Après Jeune femme, son beau premier film, Léonor Saraille signe un second long-métrage encore plus ambitieux, portrait d’une famille immigrée originaire de Côte d’Ivoire sur plusieurs dizaines d’années. A la façon du Boyhood de Richard Linklater mais dans un contexte on ne peut plus français, on voit grandir ce “petit frère” de la fin des années 80 à aujourd’hui. Il ne deviendra le personnage central qu’en fin de film, lorsqu’il sera devenu enseignant (magnifique Ahmed Sylla).

Léonor Saraille ose faire un film choral sur celui qui est resté à l’ombre d’une mère courage parfois écrasante (extraordinaire Annabelle Lengronne, lumineuse et combative, obsédée par une réussite factice pour son fils) et d’un frère délinquant. C’est le prix de l’émancipation familiale et sociale qu’elle filme, cette quête d’une “joie sans cause” dont parle Flaubert à l’école, qui ne peut s’acquérir que par une forme d’éloignement à l’intérieur même de la famille.

Ahmed Sylla, le petit frère devenu grand.

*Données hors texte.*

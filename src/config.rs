use crate::error::{Result, VoiceoverError};
use crate::merge::TimeoutPolicy;
use serde::{Deserialize, Serialize};
use std::path::PathBuf;
use std::time::Duration;

/// Default ElevenLabs voice ("George").
pub const DEFAULT_VOICE_ID: &str = "JBFqnCBsd6RMkjVDRZzb";

/// Default ElevenLabs synthesis model.
pub const DEFAULT_TTS_MODEL: &str = "eleven_multilingual_v2";

/// Default Gemini model for video understanding.
pub const DEFAULT_GEMINI_MODEL: &str = "gemini-2.0-flash";

/// Narration languages offered to the user.
pub const LANGUAGES: &[(&str, &str)] = &[
    ("en", "English"),
    ("hi", "Hindi"),
    ("es", "Spanish"),
    ("fr", "French"),
    ("de", "German"),
    ("pt", "Portuguese"),
    ("zh", "Chinese"),
    ("ja", "Japanese"),
    ("ko", "Korean"),
    ("ar", "Arabic"),
];

/// Look up the display name of a language code, falling back to the code itself.
pub fn language_name(code: &str) -> &str {
    LANGUAGES
        .iter()
        .find(|(c, _)| c.eq_ignore_ascii_case(code))
        .map(|(_, name)| *name)
        .unwrap_or(code)
}

#[derive(Debug, Clone, Serialize, Deserialize)]
#[serde(default)]
pub struct Config {
    pub gemini_api_key: Option<String>,
    pub elevenlabs_api_key: Option<String>,
    pub gemini_model: String,
    pub tts_model: String,
    pub default_voice_id: String,
    pub default_language: String,
    pub ffmpeg_path: PathBuf,
    pub ffprobe_path: PathBuf,
    /// Transcoding timeout as a multiple of the video duration.
    pub timeout_factor: f64,
    /// Lower bound for the transcoding timeout, in seconds.
    pub timeout_floor_secs: u64,
    /// Timeout used when the video duration is unknown, in seconds.
    pub timeout_fallback_secs: u64,
}

impl Default for Config {
    fn default() -> Self {
        Self {
            gemini_api_key: None,
            elevenlabs_api_key: None,
            gemini_model: DEFAULT_GEMINI_MODEL.to_string(),
            tts_model: DEFAULT_TTS_MODEL.to_string(),
            default_voice_id: DEFAULT_VOICE_ID.to_string(),
            default_language: "en".to_string(),
            ffmpeg_path: PathBuf::from("ffmpeg"),
            ffprobe_path: PathBuf::from("ffprobe"),
            timeout_factor: 4.0,
            timeout_floor_secs: 60,
            timeout_fallback_secs: 600,
        }
    }
}

impl Config {
    pub fn load() -> Result<Self> {
        let mut config = Self::default();

        // Load from config file if it exists
        if let Some(config_path) = Self::config_file_path() {
            if config_path.exists() {
                let contents = std::fs::read_to_string(&config_path)?;
                config = toml::from_str::<Config>(&contents).map_err(|e| {
                    VoiceoverError::Config(format!(
                        "Failed to parse {}: {e}",
                        config_path.display()
                    ))
                })?;
            }
        }

        config.apply_env(|key| std::env::var(key).ok());
        Ok(config)
    }

    /// Override fields from environment-style lookups.
    fn apply_env<F>(&mut self, lookup: F)
    where
        F: Fn(&str) -> Option<String>,
    {
        if let Some(key) = lookup("GEMINI_API_KEY") {
            self.gemini_api_key = Some(key.trim().to_string());
        }
        if let Some(key) = lookup("ELEVENLABS_API_KEY") {
            self.elevenlabs_api_key = Some(key.trim().to_string());
        }
        if let Some(path) = lookup("VOICEOVER_FFMPEG") {
            self.ffmpeg_path = PathBuf::from(path);
        }
        if let Some(path) = lookup("VOICEOVER_FFPROBE") {
            self.ffprobe_path = PathBuf::from(path);
        }
        if let Some(voice) = lookup("VOICEOVER_VOICE") {
            self.default_voice_id = voice;
        }
        if let Some(language) = lookup("VOICEOVER_LANGUAGE") {
            self.default_language = language;
        }
        if let Some(factor) = lookup("VOICEOVER_TIMEOUT_FACTOR") {
            if let Ok(f) = factor.parse() {
                self.timeout_factor = f;
            }
        }
        if let Some(floor) = lookup("VOICEOVER_TIMEOUT_FLOOR") {
            if let Ok(f) = floor.parse() {
                self.timeout_floor_secs = f;
            }
        }
    }

    /// Check the API keys required by the narration pipeline.
    pub fn validate_services(&self) -> Result<()> {
        if self.gemini_api_key.as_deref().map_or(true, str::is_empty) {
            return Err(VoiceoverError::Config(
                "GEMINI_API_KEY not set. Get one at https://aistudio.google.com/apikey"
                    .to_string(),
            ));
        }
        if self.elevenlabs_api_key.as_deref().map_or(true, str::is_empty) {
            return Err(VoiceoverError::Config(
                "ELEVENLABS_API_KEY not set. Export it with: export ELEVENLABS_API_KEY=..."
                    .to_string(),
            ));
        }
        Ok(())
    }

    /// Check the transcoding settings.
    pub fn validate_media(&self) -> Result<()> {
        if !self.timeout_factor.is_finite() || self.timeout_factor <= 0.0 {
            return Err(VoiceoverError::Config(
                "Timeout factor must be a positive number".to_string(),
            ));
        }
        if self.timeout_floor_secs == 0 || self.timeout_fallback_secs == 0 {
            return Err(VoiceoverError::Config(
                "Timeout floor and fallback must be greater than 0".to_string(),
            ));
        }
        Ok(())
    }

    pub fn timeout_policy(&self) -> TimeoutPolicy {
        TimeoutPolicy {
            factor: self.timeout_factor,
            floor: Duration::from_secs(self.timeout_floor_secs),
            fallback: Duration::from_secs(self.timeout_fallback_secs),
        }
    }

    /// Directory holding resumable sessions.
    pub fn session_dir() -> PathBuf {
        dirs::data_dir()
            .unwrap_or_else(std::env::temp_dir)
            .join("voiceover")
            .join("sessions")
    }

    /// Write the configuration to the user config file, returning its path.
    pub fn save(&self) -> Result<PathBuf> {
        let path = Self::config_file_path().ok_or_else(|| {
            VoiceoverError::Config("Could not determine config directory".to_string())
        })?;
        if let Some(dir) = path.parent() {
            std::fs::create_dir_all(dir)?;
        }

        let contents = toml::to_string_pretty(self)
            .map_err(|e| VoiceoverError::Config(format!("Failed to serialize config: {e}")))?;
        std::fs::write(&path, contents)?;
        Ok(path)
    }

    fn config_file_path() -> Option<PathBuf> {
        dirs::config_dir().map(|p| p.join("voiceover").join("config.toml"))
    }
}

#[cfg(test)]
mod tests {
    use super::*;
    use std::collections::HashMap;

    #[test]
    fn test_default_config() {
        let config = Config::default();
        assert_eq!(config.default_voice_id, DEFAULT_VOICE_ID);
        assert_eq!(config.tts_model, "eleven_multilingual_v2");
        assert_eq!(config.ffmpeg_path, PathBuf::from("ffmpeg"));
        assert_eq!(config.timeout_factor, 4.0);
        assert!(config.validate_media().is_ok());
    }

    #[test]
    fn test_validate_missing_api_keys() {
        let mut config = Config::default();
        assert!(config.validate_services().is_err());

        config.gemini_api_key = Some("gm-test".to_string());
        assert!(config.validate_services().is_err());

        config.elevenlabs_api_key = Some("el-test".to_string());
        assert!(config.validate_services().is_ok());
    }

    #[test]
    fn test_validate_bad_timeouts() {
        let mut config = Config::default();
        config.timeout_factor = 0.0;
        assert!(config.validate_media().is_err());

        config.timeout_factor = f64::NAN;
        assert!(config.validate_media().is_err());

        config.timeout_factor = 3.0;
        config.timeout_floor_secs = 0;
        assert!(config.validate_media().is_err());
    }

    #[test]
    fn test_env_overrides() {
        let env: HashMap<&str, &str> = [
            ("ELEVENLABS_API_KEY", "  el-key \n"),
            ("VOICEOVER_FFMPEG", "/opt/ffmpeg/bin/ffmpeg"),
            ("VOICEOVER_TIMEOUT_FACTOR", "5"),
            ("VOICEOVER_TIMEOUT_FLOOR", "not-a-number"),
        ]
        .into_iter()
        .collect();

        let mut config = Config::default();
        config.apply_env(|key| env.get(key).map(|v| v.to_string()));

        assert_eq!(config.elevenlabs_api_key.as_deref(), Some("el-key"));
        assert_eq!(config.ffmpeg_path, PathBuf::from("/opt/ffmpeg/bin/ffmpeg"));
        assert_eq!(config.timeout_factor, 5.0);
        assert_eq!(config.timeout_floor_secs, 60);
        assert!(config.gemini_api_key.is_none());
    }

    #[test]
    fn test_partial_toml() {
        let config: Config = toml::from_str("timeout_factor = 3.5\ndefault_language = \"ja\"").unwrap();
        assert_eq!(config.timeout_factor, 3.5);
        assert_eq!(config.default_language, "ja");
        assert_eq!(config.timeout_floor_secs, 60);
    }

    #[test]
    fn test_language_name() {
        assert_eq!(language_name("ja"), "Japanese");
        assert_eq!(language_name("HI"), "Hindi");
        assert_eq!(language_name("xx"), "xx");
    }
}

Quand sa mère veut encore s’occuper de sa coupe de cheveux ou de son mariage, son enfant devenu grand lui répondra simplement : “c’est pas prévu”. Ce beau film sera resté attentif tout du long à ces petits riens qui font la riche humanité des gens ordinaires, désormais capables de la véhiculer autour d’eux. “C’est pas rien, un petit frère” finira-t-il par lire comme une reconnaissance tardive de sa place à l’intérieur du foyer. Magnifique.

Un petit frère de Léonor Saraille (Fr, 1h56) avec Annabelle Lengronne, Stéphane Bak, Ahmed Sylla, Kenzo Sambin, Laetitia Dosch, Jean-Christophe FollySortie le 1er février.